- Instructions for the task: Nothing may be changed. Give the entries below again exactly.
==== Dataset excerpts
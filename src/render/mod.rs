//! HTML rendering.
//!
//! Everything visual is produced here with [maud](https://maud.lambda.xyz/):
//! compile-time checked templates, auto-escaped interpolation, no template
//! files to ship. The module is split between the document chrome (this file:
//! document shell, sticky header, shared button/heading helpers) and the
//! per-section renderers ([`sections`]).
//!
//! ## Rendering Contract
//!
//! Every renderer is a pure function from a content slice to markup — no
//! state, no I/O. The theme mode and animation settings arrive as immutable
//! parameters from the page composer; nothing here reads globals.
//!
//! ## Entrance Animations
//!
//! Animated elements carry a `reveal` class and, within lists, an inline
//! `--reveal-delay` computed from their index. The embedded script promotes
//! `reveal` to `reveal visible` the first time an element scrolls into view
//! and then unobserves it, so the transition is one-shot per element. The
//! [`Reveal`] helper owns this: when animations are disabled it emits neither
//! class nor delay and the page is fully visible without JavaScript.

use crate::config::AnimationConfig;
use crate::content::{LinkRef, Profile};
use crate::render::icons::Icon;
use crate::theme::ThemeMode;
use maud::{DOCTYPE, Markup, PreEscaped, html};

pub mod icons;
pub mod sections;

/// In-page navigation: anchor fragment and display label, in page order.
/// Each fragment matches the `id` of exactly one section.
pub const NAV_SECTIONS: [(&str, &str); 5] = [
    ("projects", "Projects"),
    ("experience", "Experience"),
    ("skills", "Skills"),
    ("publications", "Publications"),
    ("contact", "Contact"),
];

/// Entrance animation emitter.
///
/// Holds the per-list stagger and whether animations are on at all. Created
/// once by the page composer from [`AnimationConfig`] and shared by all
/// section renderers.
#[derive(Debug, Clone, Copy)]
pub struct Reveal {
    enabled: bool,
    stagger_ms: u32,
}

impl Reveal {
    pub fn new(animation: &AnimationConfig) -> Self {
        Self {
            enabled: animation.enabled,
            stagger_ms: animation.stagger_ms,
        }
    }

    /// A reveal that never animates, for tests and disabled builds.
    pub fn off() -> Self {
        Self {
            enabled: false,
            stagger_ms: 0,
        }
    }

    /// Whether animated elements should carry the `reveal` class.
    pub fn enabled(&self) -> bool {
        self.enabled
    }

    /// Class for an animated element, or `None` when animations are off.
    pub fn class(&self) -> Option<&'static str> {
        self.enabled.then_some("reveal")
    }

    /// Inline stagger delay for the `index`-th element of a list.
    ///
    /// `None` for the first element and whenever animations are off, so the
    /// common case emits no style attribute at all.
    pub fn delay_style(&self, index: usize) -> Option<String> {
        if !self.enabled || index == 0 || self.stagger_ms == 0 {
            return None;
        }
        Some(format!(
            "--reveal-delay: {}ms;",
            index as u32 * self.stagger_ms
        ))
    }
}

/// Renders the base HTML document structure.
///
/// The initial theme mode is stamped onto `<html>` as a class marker so the
/// first paint already uses the configured palette.
pub fn base_document(
    title: &str,
    description: &str,
    css: &str,
    js: &str,
    mode: ThemeMode,
    content: Markup,
) -> Markup {
    html! {
        (DOCTYPE)
        html lang="en" class=[mode.class_marker()] {
            head {
                meta charset="UTF-8";
                meta name="viewport" content="width=device-width, initial-scale=1.0";
                meta name="description" content=(description);
                title { (title) }
                link rel="manifest" href="manifest.webmanifest";
                style { (PreEscaped(css.to_string())) }
            }
            body {
                (content)
                script { (PreEscaped(js.to_string())) }
            }
        }
    }
}

/// Renders the sticky site header: name anchor, section nav, theme toggle,
/// resume download.
///
/// The toggle button carries both sun and moon icons; the stylesheet shows
/// the sun while the root has the dark marker and the moon otherwise, so the
/// button needs no re-render on toggle.
pub fn site_header(profile: &Profile) -> Markup {
    html! {
        header.site-header {
            a.brand href="#home" { (profile.name) }
            nav.site-nav {
                @for (fragment, label) in NAV_SECTIONS {
                    a href={ "#" (fragment) } { (label) }
                }
            }
            div.header-actions {
                button type="button" id="theme-toggle" aria-label="Toggle theme" {
                    span.icon-sun { (Icon::Sun.markup()) }
                    span.icon-moon { (Icon::Moon.markup()) }
                }
                a.button.button-solid.resume-link href=(profile.resume_url) download {
                    (Icon::Download.markup()) " Resume"
                }
            }
        }
    }
}

/// Renders a section heading with an optional entrance animation.
pub fn section_heading(title: &str, reveal: &Reveal) -> Markup {
    html! {
        h2.section-title.reveal[reveal.enabled()] { (title) }
    }
}

/// Renders an outbound link as an outline button with its icon.
///
/// All outbound links open in a new context and drop the referrer.
pub fn link_button(link: &LinkRef) -> Markup {
    html! {
        a.button.button-outline href=(link.href) target="_blank" rel="noopener noreferrer" {
            (link.icon.markup()) " " (link.label)
        }
    }
}
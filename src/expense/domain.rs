//! Core expense domain types.

use serde::{Deserialize, Deserializer, Serialize, de};
use time::OffsetDateTime;

/// Database identifier for an expense.
pub type ExpenseId = i64;

/// A single expense, e.g. 'Lunch, $12.50, Food'.
#[derive(Debug, Clone, PartialEq, Serialize, Deserialize)]
pub struct Expense {
    /// The ID assigned by the database.
    pub id: ExpenseId,
    /// A short description of what the money was spent on.
    pub title: String,
    /// How much was spent.
    pub amount: f64,
    /// A free-text label for grouping expenses, e.g. "Groceries".
    pub category: String,
    /// When the expense was recorded.
    #[serde(with = "time::serde::rfc3339")]
    pub date: OffsetDateTime,
}

/// The data for an expense that has not been saved yet.
///
/// Missing fields are accepted and fall back to their defaults, the server
/// stores whatever it is given. Validation happens on the client before
/// submission.
#[derive(Debug, Clone, PartialEq, Default, Serialize, Deserialize)]
pub struct NewExpense {
    /// A short description of what the money was spent on.
    #[serde(default)]
    pub title: String,
    /// Accepts either a JSON number or a numeric string.
    #[serde(default, deserialize_with = "deserialize_amount")]
    pub amount: f64,
    /// A free-text label for grouping expenses.
    #[serde(default)]
    pub category: String,
    /// Defaults to the time the expense is saved.
    #[serde(
        default,
        with = "time::serde::rfc3339::option",
        skip_serializing_if = "Option::is_none"
    )]
    pub date: Option<OffsetDateTime>,
}

impl NewExpense {
    /// Create a new expense dated at the time it is saved.
    ///
    /// Use [NewExpense::date] to set a specific date.
    pub fn new(title: &str, amount: f64, category: &str) -> Self {
        Self {
            title: title.to_owned(),
            amount,
            category: category.to_owned(),
            date: None,
        }
    }

    /// Set the date of the expense.
    pub fn date(mut self, date: OffsetDateTime) -> Self {
        self.date = Some(date);
        self
    }
}

fn deserialize_amount<'de, D>(deserializer: D) -> Result<f64, D::Error>
where
    D: Deserializer<'de>,
{
    #[derive(Deserialize)]
    #[serde(untagged)]
    enum RawAmount {
        Number(f64),
        Text(String),
    }

    let (amount, text) = match RawAmount::deserialize(deserializer)? {
        RawAmount::Number(amount) => (amount, amount.to_string()),
        RawAmount::Text(text) => match text.trim().parse::<f64>() {
            Ok(amount) => (amount, text),
            Err(_) => return Err(invalid_amount(&text)),
        },
    };

    // "inf" and "NaN" parse as floats but cannot be stored or sent as JSON.
    if !amount.is_finite() {
        return Err(invalid_amount(&text));
    }

    Ok(amount)
}

fn invalid_amount<E: de::Error>(text: &str) -> E {
    E::custom(format!("\"{text}\" is not a valid amount"))
}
========
- Response to this task:
filename src/render/mod.rs
//! HTML rendering.
//!
//! Everything visual is produced here with [maud](https://maud.lambda.xyz/):
//! compile-time checked templates, auto-escaped interpolation, no template
//! files to ship. The module is split between the document chrome (this file:
//! document shell, sticky header, shared button/heading helpers) and the
//! per-section renderers ([`sections`]).
//!
//! ## Rendering Contract
//!
//! Every renderer is a pure function from a content slice to markup — no
//! state, no I/O. The theme mode and animation settings arrive as immutable
//! parameters from the page composer; nothing here reads globals.
//!
//! ## Entrance Animations
//!
//! Animated elements carry a `reveal` class and, within lists, an inline
//! `--reveal-delay` computed from their index. The embedded script promotes
//! `reveal` to `reveal visible` the first time an element scrolls into view
//! and then unobserves it, so the transition is one-shot per element. The
//! [`Reveal`] helper owns this: when animations are disabled it emits neither
//! class nor delay and the page is fully visible without JavaScript.

use crate::config::AnimationConfig;
use crate::content::{LinkRef, Profile};
use crate::render::icons::Icon;
use crate::theme::ThemeMode;
use maud::{DOCTYPE, Markup, PreEscaped, html};

pub mod icons;
pub mod sections;

/// In-page navigation: anchor fragment and display label, in page order.
/// Each fragment matches the `id` of exactly one section.
pub const NAV_SECTIONS: [(&str, &str); 5] = [
    ("projects", "Projects"),
    ("experience", "Experience"),
    ("skills", "Skills"),
    ("publications", "Publications"),
    ("contact", "Contact"),
];

/// Entrance animation emitter.
///
/// Holds the per-list stagger and whether animations are on at all. Created
/// once by the page composer from [`AnimationConfig`] and shared by all
/// section renderers.
#[derive(Debug, Clone, Copy)]
pub struct Reveal {
    enabled: bool,
    stagger_ms: u32,
}

impl Reveal {
    pub fn new(animation: &AnimationConfig) -> Self {
        Self {
            enabled: animation.enabled,
            stagger_ms: animation.stagger_ms,
        }
    }

    /// A reveal that never animates, for tests and disabled builds.
    pub fn off() -> Self {
        Self {
            enabled: false,
            stagger_ms: 0,
        }
    }

    /// Whether animated elements should carry the `reveal` class.
    pub fn enabled(&self) -> bool {
        self.enabled
    }

    /// Class for an animated element, or `None` when animations are off.
    pub fn class(&self) -> Option<&'static str> {
        self.enabled.then_some("reveal")
    }

    /// Inline stagger delay for the `index`-th element of a list.
    ///
    /// `None` for the first element and whenever animations are off, so the
    /// common case emits no style attribute at all.
    pub fn delay_style(&self, index: usize) -> Option<String> {
        if !self.enabled || index == 0 || self.stagger_ms == 0 {
            return None;
        }
        Some(format!(
            "--reveal-delay: {}ms;",
            index as u32 * self.stagger_ms
        ))
    }
}

/// Renders the base HTML document structure.
///
/// The initial theme mode is stamped onto `<html>` as a class marker so the
/// first paint already uses the configured palette.
pub fn base_document(
    title: &str,
    description: &str,
    css: &str,
    js: &str,
    mode: ThemeMode,
    content: Markup,
) -> Markup {
    html! {
        (DOCTYPE)
        html lang="en" class=[mode.class_marker()] {
            head {
                meta charset="UTF-8";
                meta name="viewport" content="width=device-width, initial-scale=1.0";
                meta name="description" content=(description);
                title { (title) }
                link rel="manifest" href="manifest.webmanifest";
                style { (PreEscaped(css.to_string())) }
            }
            body {
                (content)
                script { (PreEscaped(js.to_string())) }
            }
        }
    }
}

/// Renders the sticky site header: name anchor, section nav, theme toggle,
/// resume download.
///
/// The toggle button carries both sun and moon icons; the stylesheet shows
/// the sun while the root has the dark marker and the moon otherwise, so the
/// button needs no re-render on toggle.
pub fn site_header(profile: &Profile) -> Markup {
    html! {
        header.site-header {
            a.brand href="#home" { (profile.name) }
            nav.site-nav {
                @for (fragment, label) in NAV_SECTIONS {
                    a href={ "#" (fragment) } { (label) }
                }
            }
            div.header-actions {
                button type="button" id="theme-toggle" aria-label="Toggle theme" {
                    span.icon-sun { (Icon::Sun.markup()) }
                    span.icon-moon { (Icon::Moon.markup()) }
                }
                a.button.button-solid.resume-link href=(profile.resume_url) download {
                    (Icon::Download.markup()) " Resume"
                }
            }
        }
    }
}

/// Renders a section heading with an optional entrance animation.
pub fn section_heading(title: &str, reveal: &Reveal) -> Markup {
    html! {
        h2.section-title.reveal[reveal.enabled()] { (title) }
    }
}

/// Renders an outbound link as an outline button with its icon.
///
/// All outbound links open in a new context and drop the referrer.
pub fn link_button(link: &LinkRef) -> Markup {
    html! {
        a.button.button-outline href=(link.href) target="_blank" rel="noopener noreferrer" {
            (link.icon.markup()) " " (link.label)
        }
    }
}
filename src/expense/domain.rs
//! Core expense domain types.

use serde::{Deserialize, Deserializer, Serialize, de};
use time::OffsetDateTime;

/// Database identifier for an expense.
pub type ExpenseId = i64;

/// A single expense, e.g. 'Lunch, $12.50, Food'.
#[derive(Debug, Clone, PartialEq, Serialize, Deserialize)]
pub struct Expense {
    /// The ID assigned by the database.
    pub id: ExpenseId,
    /// A short description of what the money was spent on.
    pub title: String,
    /// How much was spent.
    pub amount: f64,
    /// A free-text label for grouping expenses, e.g. "Groceries".
    pub category: String,
    /// When the expense was recorded.
    #[serde(with = "time::serde::rfc3339")]
    pub date: OffsetDateTime,
}

/// The data for an expense that has not been saved yet.
///
/// Missing fields are accepted and fall back to their defaults, the server
/// stores whatever it is given. Validation happens on the client before
/// submission.
#[derive(Debug, Clone, PartialEq, Default, Serialize, Deserialize)]
pub struct NewExpense {
    /// A short description of what the money was spent on.
    #[serde(default)]
    pub title: String,
    /// Accepts either a JSON number or a numeric string.
    #[serde(default, deserialize_with = "deserialize_amount")]
    pub amount: f64,
    /// A free-text label for grouping expenses.
    #[serde(default)]
    pub category: String,
    /// Defaults to the time the expense is saved.
    #[serde(
        default,
        with = "time::serde::rfc3339::option",
        skip_serializing_if = "Option::is_none"
    )]
    pub date: Option<OffsetDateTime>,
}

impl NewExpense {
    /// Create a new expense dated at the time it is saved.
    ///
    /// Use [NewExpense::date] to set a specific date.
    pub fn new(title: &str, amount: f64, category: &str) -> Self {
        Self {
            title: title.to_owned(),
            amount,
            category: category.to_owned(),
            date: None,
        }
    }

    /// Set the date of the expense.
    pub fn date(mut self, date: OffsetDateTime) -> Self {
        self.date = Some(date);
        self
    }
}

fn deserialize_amount<'de, D>(deserializer: D) -> Result<f64, D::Error>
where
    D: Deserializer<'de>,
{
    #[derive(Deserialize)]
    #[serde(untagged)]
    enum RawAmount {
        Number(f64),
        Text(String),
    }

    let (amount, text) = match RawAmount::deserialize(deserializer)? {
        RawAmount::Number(amount) => (amount, amount.to_string()),
        RawAmount::Text(text) => match text.trim().parse::<f64>() {
            Ok(amount) => (amount, text),
            Err(_) => return Err(invalid_amount(&text)),
        },
    };

    // "inf" and "NaN" parse as floats but cannot be stored or sent as JSON.
    if !amount.is_finite() {
        return Err(invalid_amount(&text));
    }

    Ok(amount)
}

fn invalid_amount<E: de::Error>(text: &str) -> E {
    E::custom(format!("\"{text}\" is not a valid amount"))
}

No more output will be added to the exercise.